- TASK INSTRUCTIONS
Every line of the records below from the line with "ExitCode::from(zoo_report_cli::exit_code(&err))" up to and including the line with "const CT_WORKSHEET: &str" must be reproduced exactly, and no line outside that range.
===== DATA FOR PROCESSING =====
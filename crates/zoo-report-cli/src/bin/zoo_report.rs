use std::process::ExitCode;

fn main() -> ExitCode {
    zoo_report_cli::init_tracing();
    match zoo_report_cli::run() {
        Ok(()) => ExitCode::SUCCESS,
        Err(err) => {
            eprintln!("error: {err:#}");
            ExitCode::from(zoo_report_cli::exit_code(&err))
        }
    }
}
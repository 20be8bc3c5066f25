//! Serializing a rendered [`Document`] into an `.xlsx` package.

mod workbook;
mod worksheet;

use std::collections::BTreeMap;
use std::fmt::Write as _;

use chrono::{DateTime, SecondsFormat, Utc};
use quick_xml::escape::escape;
use quick_xml::events::attributes::AttrError;
use serde::Deserialize;
use thiserror::Error;

use crate::openxml::{
    NS_PACKAGE_RELATIONSHIPS, REL_TYPE_CORE_PROPERTIES, REL_TYPE_OFFICE_DOCUMENT,
    REL_TYPE_SHARED_STRINGS, REL_TYPE_STYLES, REL_TYPE_THEME, REL_TYPE_WORKSHEET, WORKBOOK_PART,
};
use crate::package::{XlsxError, XlsxPackage};
use crate::render::Document;
use crate::shared_strings::SharedStringsBuilder;

const CT_WORKBOOK: &str = "application/vnd.openxmlformats-officedocument.spreadsheetml.sheet.main+xml";
const CT_WORKSHEET: &str = "application/vnd.openxmlformats-officedocument.spreadsheetml.worksheet+xml";
const CT_STYLES: &str = "application/vnd.openxmlformats-officedocument.spreadsheetml.styles+xml";
const CT_THEME: &str = "application/vnd.openxmlformats-officedocument.theme+xml";
const CT_SHARED_STRINGS: &str =
    "application/vnd.openxmlformats-officedocument.spreadsheetml.sharedStrings+xml";
const CT_CORE_PROPERTIES: &str = "application/vnd.openxmlformats-package.core-properties+xml";
const CT_RELATIONSHIPS: &str = "application/vnd.openxmlformats-package.relationships+xml";

const STYLES_PART: &str = "xl/styles.xml";
const THEME_PART: &str = "xl/theme/theme1.xml";
const SHARED_STRINGS_PART: &str = "xl/sharedStrings.xml";
const CORE_PROPERTIES_PART: &str = "docProps/core.xml";

#[derive(Debug, Error)]
pub enum WriteError {
    #[error(transparent)]
    Package(#[from] XlsxError),
    #[error("io error: {0}")]
    Io(#[from] std::io::Error),
    #[error("xml error: {0}")]
    Xml(#[from] quick_xml::Error),
    #[error("xml attribute error: {0}")]
    XmlAttr(#[from] AttrError),
    #[error("utf-8 error: {0}")]
    Utf8(#[from] std::string::FromUtf8Error),
}

/// Document properties stamped into `docProps/core.xml`.
#[derive(Clone, Debug, PartialEq, Eq, Deserialize)]
#[serde(default)]
pub struct WriteOptions {
    pub creator: String,
    /// Creation timestamp; the current time when unset. Fixing it makes output byte-stable.
    pub created: Option<DateTime<Utc>>,
}

impl Default for WriteOptions {
    fn default() -> Self {
        Self {
            creator: "zoo-report".to_string(),
            created: None,
        }
    }
}

/// Assembles the parts of an output package from a [`Document`] and its template assets.
pub struct WorkbookBuilder<'a> {
    doc: &'a Document,
    options: WriteOptions,
}

impl<'a> WorkbookBuilder<'a> {
    pub fn new(doc: &'a Document) -> Self {
        Self {
            doc,
            options: WriteOptions::default(),
        }
    }

    pub fn options(mut self, options: WriteOptions) -> Self {
        self.options = options;
        self
    }

    pub fn build(&self) -> Result<XlsxPackage, WriteError> {
        let assets = &self.doc.assets;
        let mut parts = BTreeMap::new();
        let mut shared_strings = SharedStringsBuilder::new();

        let mut sheet_parts = Vec::with_capacity(self.doc.sheets.len());
        for (idx, sheet) in self.doc.sheets.iter().enumerate() {
            let part = format!("xl/worksheets/sheet{}.xml", idx + 1);
            let xml =
                worksheet::write_worksheet_xml(&assets.skeleton, sheet, idx == 0, &mut shared_strings)?;
            parts.insert(part.clone(), xml);
            sheet_parts.push(part);
        }

        let sheet_names: Vec<&str> = self.doc.sheets.iter().map(|sheet| sheet.name()).collect();
        let defined_names =
            workbook::output_defined_names(&assets.sheet_name, &assets.defined_names, &sheet_names);
        parts.insert(
            WORKBOOK_PART.to_string(),
            workbook::patch_workbook_xml(&assets.workbook_xml, &sheet_names, &defined_names)?,
        );

        let mut content_types = vec![
            (format!("/{WORKBOOK_PART}"), CT_WORKBOOK),
            (format!("/{CORE_PROPERTIES_PART}"), CT_CORE_PROPERTIES),
        ];
        let mut workbook_rels: Vec<(&str, String)> = sheet_parts
            .iter()
            .map(|part| (REL_TYPE_WORKSHEET, rels_target_from_part_path(part)))
            .collect();
        content_types.extend(
            sheet_parts
                .iter()
                .map(|part| (format!("/{part}"), CT_WORKSHEET)),
        );

        if let Some(styles) = &assets.styles_xml {
            parts.insert(STYLES_PART.to_string(), styles.clone());
            workbook_rels.push((REL_TYPE_STYLES, rels_target_from_part_path(STYLES_PART)));
            content_types.push((format!("/{STYLES_PART}"), CT_STYLES));
        }
        if let Some(theme) = &assets.theme_xml {
            parts.insert(THEME_PART.to_string(), theme.clone());
            workbook_rels.push((REL_TYPE_THEME, rels_target_from_part_path(THEME_PART)));
            content_types.push((format!("/{THEME_PART}"), CT_THEME));
        }
        parts.insert(
            SHARED_STRINGS_PART.to_string(),
            shared_strings.to_xml().into_bytes(),
        );
        workbook_rels.push((
            REL_TYPE_SHARED_STRINGS,
            rels_target_from_part_path(SHARED_STRINGS_PART),
        ));
        content_types.push((format!("/{SHARED_STRINGS_PART}"), CT_SHARED_STRINGS));

        parts.insert(
            "xl/_rels/workbook.xml.rels".to_string(),
            relationships_xml(&workbook_rels).into_bytes(),
        );
        parts.insert(
            "_rels/.rels".to_string(),
            relationships_xml(&[
                (REL_TYPE_OFFICE_DOCUMENT, WORKBOOK_PART.to_string()),
                (REL_TYPE_CORE_PROPERTIES, CORE_PROPERTIES_PART.to_string()),
            ])
            .into_bytes(),
        );
        parts.insert(
            CORE_PROPERTIES_PART.to_string(),
            core_properties_xml(&self.options).into_bytes(),
        );
        parts.insert(
            "[Content_Types].xml".to_string(),
            content_types_xml(&content_types).into_bytes(),
        );

        log::debug!(
            "built package with {} sheet(s), {} shared string(s)",
            sheet_parts.len(),
            shared_strings.len()
        );
        Ok(XlsxPackage::from_parts(parts))
    }

    pub fn to_bytes(&self) -> Result<Vec<u8>, WriteError> {
        Ok(self.build()?.write_to_bytes()?)
    }
}

fn rels_target_from_part_path(path: &str) -> String {
    // workbook.xml.rels is rooted at `xl/`, so targets are relative.
    path.strip_prefix("xl/").unwrap_or(path).to_string()
}

fn relationships_xml(relationships: &[(&str, String)]) -> String {
    let mut xml = String::new();
    xml.push_str(r#"<?xml version="1.0" encoding="UTF-8" standalone="yes"?>"#);
    xml.push('\n');
    let _ = write!(xml, r#"<Relationships xmlns="{NS_PACKAGE_RELATIONSHIPS}">"#);
    for (idx, (type_uri, target)) in relationships.iter().enumerate() {
        let _ = write!(
            xml,
            r#"<Relationship Id="rId{}" Type="{type_uri}" Target="{}"/>"#,
            idx + 1,
            escape(target.as_str())
        );
    }
    xml.push_str("</Relationships>");
    xml
}

fn content_types_xml(overrides: &[(String, &str)]) -> String {
    let mut xml = String::new();
    xml.push_str(r#"<?xml version="1.0" encoding="UTF-8" standalone="yes"?>"#);
    xml.push('\n');
    xml.push_str(r#"<Types xmlns="http://schemas.openxmlformats.org/package/2006/content-types">"#);
    let _ = write!(xml, r#"<Default Extension="rels" ContentType="{CT_RELATIONSHIPS}"/>"#);
    xml.push_str(r#"<Default Extension="xml" ContentType="application/xml"/>"#);
    for (part, content_type) in overrides {
        let _ = write!(
            xml,
            r#"<Override PartName="{}" ContentType="{content_type}"/>"#,
            escape(part.as_str())
        );
    }
    xml.push_str("</Types>");
    xml
}

fn core_properties_xml(options: &WriteOptions) -> String {
    let created = options
        .created
        .unwrap_or_else(Utc::now)
        .to_rfc3339_opts(SecondsFormat::Secs, true);
    let creator = escape(options.creator.as_str());

    let mut xml = String::new();
    xml.push_str(r#"<?xml version="1.0" encoding="UTF-8" standalone="yes"?>"#);
    xml.push('\n');
    xml.push_str(
        r#"<cp:coreProperties xmlns:cp="http://schemas.openxmlformats.org/package/2006/metadata/core-properties" xmlns:dc="http://purl.org/dc/elements/1.1/" xmlns:dcterms="http://purl.org/dc/terms/" xmlns:dcmitype="http://purl.org/dc/dcmitype/" xmlns:xsi="http://www.w3.org/2001/XMLSchema-instance">"#,
    );
    let _ = write!(
        xml,
        "<dc:creator>{creator}</dc:creator><cp:lastModifiedBy>{creator}</cp:lastModifiedBy>"
    );
    let _ = write!(
        xml,
        r#"<dcterms:created xsi:type="dcterms:W3CDTF">{created}</dcterms:created><dcterms:modified xsi:type="dcterms:W3CDTF">{created}</dcterms:modified>"#
    );
    xml.push_str("</cp:coreProperties>");
    xml
}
=====
- TASK SOLUTION
            ExitCode::from(zoo_report_cli::exit_code(&err))
        }
    }
}
repository 20be8bc3c5066f25
//! Serializing a rendered [`Document`] into an `.xlsx` package.

mod workbook;
mod worksheet;

use std::collections::BTreeMap;
use std::fmt::Write as _;

use chrono::{DateTime, SecondsFormat, Utc};
use quick_xml::escape::escape;
use quick_xml::events::attributes::AttrError;
use serde::Deserialize;
use thiserror::Error;

use crate::openxml::{
    NS_PACKAGE_RELATIONSHIPS, REL_TYPE_CORE_PROPERTIES, REL_TYPE_OFFICE_DOCUMENT,
    REL_TYPE_SHARED_STRINGS, REL_TYPE_STYLES, REL_TYPE_THEME, REL_TYPE_WORKSHEET, WORKBOOK_PART,
};
use crate::package::{XlsxError, XlsxPackage};
use crate::render::Document;
use crate::shared_strings::SharedStringsBuilder;

const CT_WORKBOOK: &str = "application/vnd.openxmlformats-officedocument.spreadsheetml.sheet.main+xml";
const CT_WORKSHEET: &str = "application/vnd.openxmlformats-officedocument.spreadsheetml.worksheet+xml";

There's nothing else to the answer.